The Last Good Software
An ode to Robert McNeel & Associates' Rhinoceros 3D
If you’ve been designing anything as long as I have, you’ve noticed a steady decline of quality in digital software. The pattern follows the general explosion and slow degradation of the tech boom of the early aughts. Spaces like the internet were bastions of freedom and expression only to be slowly infiltrated by monied interests, dark actors, and unuseful idiots.
The most visceral example of this in my own experience is the arc of Adobe. What started as a revolutionary piece of software has come to exemplify all the issues of our overly digitized society.
Founded in 1982, the company was one of those scrappy garage-based groups to come out of Silicon Valley in the digital gold rush. It was built on all the values you’ve come to know and love: innovation, positive change, and above all freedom. As American as Apple (pie).
For a time, it lived up to these values. When I went to undergraduate school for architecture, we were required to procure what is called the Creative Suite. Somehow, we all found plentiful cheap and/or free copies, software that originated on an actual Compact Disc. This wasn’t even the craziest part; believe it or not, once installed on your computer, you had access to the software… forever. Sure, some of us wanted to the latest features of CS6 etc., but it was entirely possible to get through all our educations on one installation.
This all changed in 2013. By the time I returned to grad school, I was confronted by the horror of a new subscription model. Rather than installing the software and owning it once, I was now forced to make monthly payments, i.e. rent, to Adobe. To justify such a predatory model, Adobe started introducing updates in a feckless fashion, and by the time I was graduating it was impossible to keep up with all the sneaky changes that appeared overnight, even while working in studio.
Most of the software and tech platforms have followed this trajectory, what some refer to as the “enshittification” of everything. All of the platforms we once found fun or useful are now prisons we are struggling to escape. Others even argue that we’ve entered a whole new form of economy built on digital peonage. But one bit of software stands out from the rest: Robert McNeel’s Rhinoceros3D.
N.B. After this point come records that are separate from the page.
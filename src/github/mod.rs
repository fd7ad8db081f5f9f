//! Remote tracker abstraction layer
//!
//! The [Tracker] trait is the fixed capability surface the rest of the crate
//! consumes: credential validation plus repository, pull request and issue
//! lookups. All calls are blocking request/response.
//!
//! - [client::GithubClient]: GitHub REST implementation over `reqwest`
//! - [mock::MockTracker]: in-memory implementation for tests
//!
//! A [Connector] turns stored credentials into a tracker, so the session
//! manager can be exercised without a network.

pub mod client;
pub mod mock;

pub use client::{GithubClient, GithubConnector};
pub use mock::{MockConnector, MockTracker, TrackerCall};

use crate::config::GithubConfig;
use crate::error::Result;
use regex::Regex;
use std::fmt;

/// `owner/name` of a repository on the tracker
#[derive(Debug, Clone, PartialEq, Eq, Hash)]
pub struct RepoSlug {
    pub owner: String,
    pub name: String,
}

impl RepoSlug {
    pub fn new(owner: impl Into<String>, name: impl Into<String>) -> Self {
        RepoSlug {
            owner: owner.into(),
            name: name.into(),
        }
    }

    /// Extracts the slug from a remote URL.
    ///
    /// Supports `https://host/owner/name(.git)`, `ssh://git@host/owner/name`
    /// and scp-like `git@host:owner/name.git`.
    pub fn from_remote_url(url: &str) -> Option<Self> {
        let re = Regex::new(r"^(?:[a-z+]+://)?(?:[^@/]+@)?[^/:]+(?::\d+)?[:/](.+)/([^/]+?)(?:\.git)?/?$")
            .ok()?;
        let captures = re.captures(url.trim())?;
        let owner = captures.get(1)?.as_str();
        let name = captures.get(2)?.as_str();
        // Nested groups keep only the last path segment as owner
        let owner = owner.rsplit('/').next().unwrap_or(owner);
        Some(RepoSlug::new(owner, name))
    }
}

impl fmt::Display for RepoSlug {
    fn fmt(&self, f: &mut fmt::Formatter<'_>) -> fmt::Result {
        write!(f, "{}/{}", self.owner, self.name)
    }
}

#[derive(Debug, Clone, PartialEq, Eq)]
pub struct RepositoryInfo {
    pub slug: RepoSlug,
    pub html_url: Option<String>,
    pub default_branch: Option<String>,
}

#[derive(Debug, Clone, PartialEq, Eq)]
pub struct Issue {
    pub number: u64,
    pub title: String,
    pub state: String,
    pub labels: Vec<String>,
    pub html_url: Option<String>,
}

#[derive(Debug, Clone, PartialEq, Eq)]
pub struct PullRequest {
    pub number: u64,
    pub title: String,
    pub body: Option<String>,
    pub labels: Vec<String>,
    pub html_url: Option<String>,
    pub head_ref: Option<String>,
}

/// Capability surface of the remote issue/PR tracker.
///
/// Every call may fail with `Unauthorized` or `NotFound`; transport failures
/// surface verbatim.
pub trait Tracker {
    /// Whether the credentials this tracker was built with are accepted
    fn is_credential_valid(&self) -> Result<bool>;

    fn repository(&self, slug: &RepoSlug) -> Result<RepositoryInfo>;

    fn pull_request(&self, slug: &RepoSlug, number: u64) -> Result<PullRequest>;

    fn issue(&self, slug: &RepoSlug, number: u64) -> Result<Issue>;
}

/// Builds trackers from stored credentials
pub trait Connector {
    type Tracker: Tracker;

    fn connect(&self, credentials: &GithubConfig) -> Result<Self::Tracker>;
}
Rhino is as integral to many design practices as Adobe, but it has one key difference: it hasn’t converted to a subscription model. But why the difference from other predatory companies? In many ways the origin story is the same: founded in 1980 on the west coast, the company sought to bring physical modeling and form generation into the computer. It was equally as revolutionary as anything Adobe has done, and it eventually became one of the primary pieces of software in design education and practice.
The difference then is in something that is hidden behind many of the usual facts and stories about such companies: its ownership structure. Publicly traded companies such as Adobe will do anything to hide the fact that its outgoing CEO is one of the highest paid in the entire country, necessary for the low-paid designers and artists who are squeezed to generate such eye-popping numbers. In contrast, the “about” page on Rhino’s website leads with important information about its structure. Not only is Rhino private, but it is an employee-owned company. While it’s not cheap per se - $995 for a single license, $195 for students and faculty - one year of AutoCAD is twice the cost at $2,095 without any form of ownership.
I’m filling in some gaps here, but I have a strong hunch that the fact the Rhino is an employee-owned company has a lot to do with this. While it is most likely an ESOP (employee stock ownership plan), meaning workers have less say then in cooperative or union models, it does mean at the very least the profits aren’t being distributed to shareholders who have little more interested than turning a profit. Instead, the employees are incentivized to see that the company is successful because it directly benefits them, a form of self-interest I’m ok with. There’s also a sense of pride that can come out of this model because of a pseudo form of company ownership.
Today Rhino is such an effective piece of software, and continues to improve so much, that I’m currently working on an architecture project using it alone. I’d like to think that a lot of that is because the employees actually care about the product they are making and have pride in it. I would have traditionally used AutoCAD or Revit from Autodesk, but the subscription models have become so costly that I can’t afford to do the work with them. But Bob McNeel & Associates have got my back.
Sadly, Rhino appears to be more of a vestige of the past than a harbinger of the future. But at the very least it’s a reminder that we can still have good, affordable software, if we can just get rid of the greed.